Lines that include "detail" make up the answer; copy all of them from the data below.

SUPPLIED ENTRIES:
[Start of section]

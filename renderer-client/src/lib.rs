use async_trait::async_trait;
use serde::{Deserialize, Serialize};
use std::time::Duration;
use tracing::debug;

use xhswatch_core::FetchError;

/// Browser cookie handed to the rendering service before navigation.
/// Field names follow the DevTools cookie parameter shape.
#[derive(Debug, Clone, Serialize)]
#[serde(rename_all = "camelCase")]
pub struct Cookie {
    pub name: String,
    pub value: String,
    pub domain: String,
    pub path: String,
    pub http_only: bool,
    pub secure: bool,
    pub same_site: String,
}

/// One search-page load: where to navigate, what to collect, and how long
/// each blocking step may take.
#[derive(Debug, Clone)]
pub struct PageRequest {
    pub url: String,
    /// Selector to wait for after navigation; a miss is not fatal.
    pub wait_selector: Option<String>,
    /// Anchors to collect from the rendered DOM.
    pub anchor_selector: String,
    /// Substring of the API response URL to capture during page load.
    pub intercept_pattern: String,
    pub navigation_timeout: Duration,
    pub intercept_timeout: Duration,
    pub cookies: Vec<Cookie>,
    pub user_agent: Option<String>,
    pub headless: bool,
}

#[derive(Debug, Clone, Deserialize, PartialEq, Eq)]
pub struct Anchor {
    pub href: String,
    #[serde(default)]
    pub text: String,
}

/// Everything captured from one page load. The live page is opened and
/// released inside the renderer call, so holders of this value never own a
/// remote resource.
#[derive(Debug, Default)]
pub struct RenderedPage {
    pub anchors: Vec<Anchor>,
    pub payload: Option<serde_json::Value>,
}

#[async_trait]
pub trait Renderer: Send + Sync {
    async fn render(&self, request: &PageRequest) -> Result<RenderedPage, FetchError>;
}

/// In-page capture routine executed by the rendering service: inject
/// cookies and user agent, navigate, race the API interception against its
/// wait window, and collect matching anchors.
const CAPTURE_FUNCTION: &str = r#"
export default async function ({ page, context }) {
    const {
        url, waitSelector, anchorSelector, interceptPattern,
        navigationTimeoutMs, interceptTimeoutMs, cookies, userAgent,
    } = context;

    if (userAgent) {
        await page.setUserAgent(userAgent);
    }
    if (cookies && cookies.length) {
        await page.setCookie(...cookies);
    }

    const captured = new Promise((resolve) => {
        page.on('response', async (response) => {
            if (!response.url().includes(interceptPattern)) {
                return;
            }
            try {
                resolve(await response.json());
            } catch (err) {
                resolve(null);
            }
        });
    });

    await page.goto(url, { waitUntil: 'networkidle2', timeout: navigationTimeoutMs });
    if (waitSelector) {
        await page.waitForSelector(waitSelector, { timeout: interceptTimeoutMs }).catch(() => {});
    }

    const anchors = await page.$$eval(anchorSelector, (elements) =>
        elements.map((el) => ({
            href: el.getAttribute('href'),
            text: (el.innerText || '').trim(),
        }))
    );

    const windowElapsed = new Promise((resolve) => setTimeout(() => resolve(null), interceptTimeoutMs));
    const payload = await Promise.race([captured, windowElapsed]);

    return {
        data: { anchors: anchors.filter((a) => a.href), payload },
        type: 'application/json',
    };
}
"#;

#[derive(Debug, Deserialize)]
struct CaptureOutcome {
    #[serde(default)]
    anchors: Vec<Anchor>,
    #[serde(default)]
    payload: Option<serde_json::Value>,
}

/// HTTP client for a Browserless-style `/function` rendering endpoint.
pub struct BrowserlessRenderer {
    client: reqwest::Client,
    base_url: String,
    token: Option<String>,
}

impl BrowserlessRenderer {
    pub fn new(base_url: &str, token: Option<&str>) -> Self {
        let client = reqwest::Client::builder()
            .build()
            .expect("Failed to build HTTP client");

        Self {
            client,
            base_url: base_url.trim_end_matches('/').to_string(),
            token: token.map(String::from),
        }
    }

    fn endpoint(&self, headless: bool) -> String {
        let mut endpoint = format!("{}/function?launch={{\"headless\":{headless}}}", self.base_url);
        if let Some(ref token) = self.token {
            endpoint.push_str(&format!("&token={token}"));
        }
        endpoint
    }
}

#[async_trait]
impl Renderer for BrowserlessRenderer {
    async fn render(&self, request: &PageRequest) -> Result<RenderedPage, FetchError> {
        let body = serde_json::json!({
            "code": CAPTURE_FUNCTION,
            "context": {
                "url": request.url,
                "waitSelector": request.wait_selector,
                "anchorSelector": request.anchor_selector,
                "interceptPattern": request.intercept_pattern,
                "navigationTimeoutMs": request.navigation_timeout.as_millis() as u64,
                "interceptTimeoutMs": request.intercept_timeout.as_millis() as u64,
                "cookies": request.cookies,
                "userAgent": request.user_agent,
            },
        });

        // The service needs room for navigation plus the interception wait
        // before this client may give up on the whole call.
        let call_timeout = request.navigation_timeout + request.intercept_timeout
            + Duration::from_secs(10);

        let resp = self
            .client
            .post(self.endpoint(request.headless))
            .timeout(call_timeout)
            .header("Content-Type", "application/json")
            .json(&body)
            .send()
            .await
            .map_err(|e| {
                if e.is_timeout() {
                    FetchError::NavigationTimeout {
                        url: request.url.clone(),
                        seconds: call_timeout.as_secs(),
                    }
                } else {
                    FetchError::Navigation {
                        url: request.url.clone(),
                        detail: e.to_string(),
                    }
                }
            })?;

        let status = resp.status();
        if !status.is_success() {
            let message = resp.text().await.unwrap_or_default();
            return Err(FetchError::RenderService {
                status: status.as_u16(),
                message,
            });
        }

        let outcome: CaptureOutcome = resp.json().await.map_err(|e| {
            FetchError::InvalidResponse {
                detail: e.to_string(),
            }
        })?;

        debug!(
            "Rendered {}: {} anchors, payload captured: {}",
            request.url,
            outcome.anchors.len(),
            outcome.payload.is_some()
        );

        Ok(RenderedPage {
            anchors: outcome.anchors,
            payload: outcome.payload,
        })
    }
}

[End of section]

SOLUTION:
                        detail: e.to_string(),
                detail: e.to_string(),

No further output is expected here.